E.ON is cutting smart meter costs with an AI-powered remote diagnostic tool. The German energy giant teamed up with AWS to ditch field visits for error checks.
Instead of sending engineers to homes, customers just record a 7-second video of their smart meter LEDs using the E.ON app. Amazon Textract scans the video frames, detecting the LED states and blink patterns. The system matches these pulses to known error codes—no manual reading needed.
The result? About 135,000 fewer site visits a year, £10 million saved, and 84% diagnostic accuracy in real-world tests.
Here’s how it works:
- The video is split into frames; only those with active LEDs move forward.
- Textract reads text labels on meters (“SW,” “WAN,” etc.) to find LEDs’ locations.
- The system counts LED blinks over 7 seconds, categorizing pulse frequency as Off, Low, Medium, or High.
- It then pulls the corresponding error code and sends a natural language explanation to customers instantly.
This tech gets errors right, even catching some that engineers missed initially.

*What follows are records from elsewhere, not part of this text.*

//! TCP listeners for the command port and the cancellation side-channel.
//!
//! Each listener binds a dual-stack socket and accepts connections on a
//! background thread, handing every accepted stream to a
//! [`ConnectionHandler`].

mod errors;
mod handler;
mod listener;
mod peer;

pub use self::errors::ListenerError;
pub(crate) use self::handler::{ConnectionHandler, read_with_retry};
pub(crate) use self::listener::{ListenerHandle, SocketListener};
pub(crate) use self::peer::client_ip;

pub(crate) const TRANSPORT_TARGET: &str = concat!(env!("CARGO_PKG_NAME"), "::transport");
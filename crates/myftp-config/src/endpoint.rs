use std::fmt;

/// Host and port pair a listener binds to.
#[derive(Debug, Clone, PartialEq, Eq)]
pub struct ListenEndpoint {
    host: String,
    port: u16,
}

impl ListenEndpoint {
    /// Builds an endpoint from its parts.
    #[must_use]
    pub fn new(host: impl Into<String>, port: u16) -> Self {
        Self {
            host: host.into(),
            port,
        }
    }

    /// Host name or literal address.
    #[must_use]
    pub fn host(&self) -> &str {
        &self.host
    }

    /// TCP port; `0` asks the OS for an ephemeral port.
    #[must_use]
    pub const fn port(&self) -> u16 {
        self.port
    }
}

impl fmt::Display for ListenEndpoint {
    fn fmt(&self, formatter: &mut fmt::Formatter<'_>) -> fmt::Result {
        if self.host.contains(':') {
            write!(formatter, "tcp://[{}]:{}", self.host, self.port)
        } else {
            write!(formatter, "tcp://{}:{}", self.host, self.port)
        }
    }
}

#[cfg(test)]
mod tests {
    use super::*;

    #[test]
    fn display_ipv4_endpoint() {
        assert_eq!(
            ListenEndpoint::new("127.0.0.1", 8080).to_string(),
            "tcp://127.0.0.1:8080"
        );
    }

    #[test]
    fn display_ipv6_endpoint_brackets_host() {
        assert_eq!(ListenEndpoint::new("::", 8081).to_string(), "tcp://[::]:8081");
    }
}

E.ON hopes to expand the tool across devices and add more computer vision AI down the line.
The move slashes the £20 million annual cost of dispatching engineers and boosts customer convenience. Testing also shows it supports E.ON’s 95% smart meter connectivity goal.
Sam Charlton, Product Manager at E.ON, said the tech tackles "entrenched issues often ignored" by using existing tech smartly.
Tanrajbir Takher, AWS Data Scientist, leads generative AI efforts behind the scenes, while Applied Science Manager Satyam Saxena and AI Strategist Tom Chester guide the implementation.
E.ON’s remote diagnostic rollout is a clear win for AI efficiency in energy management.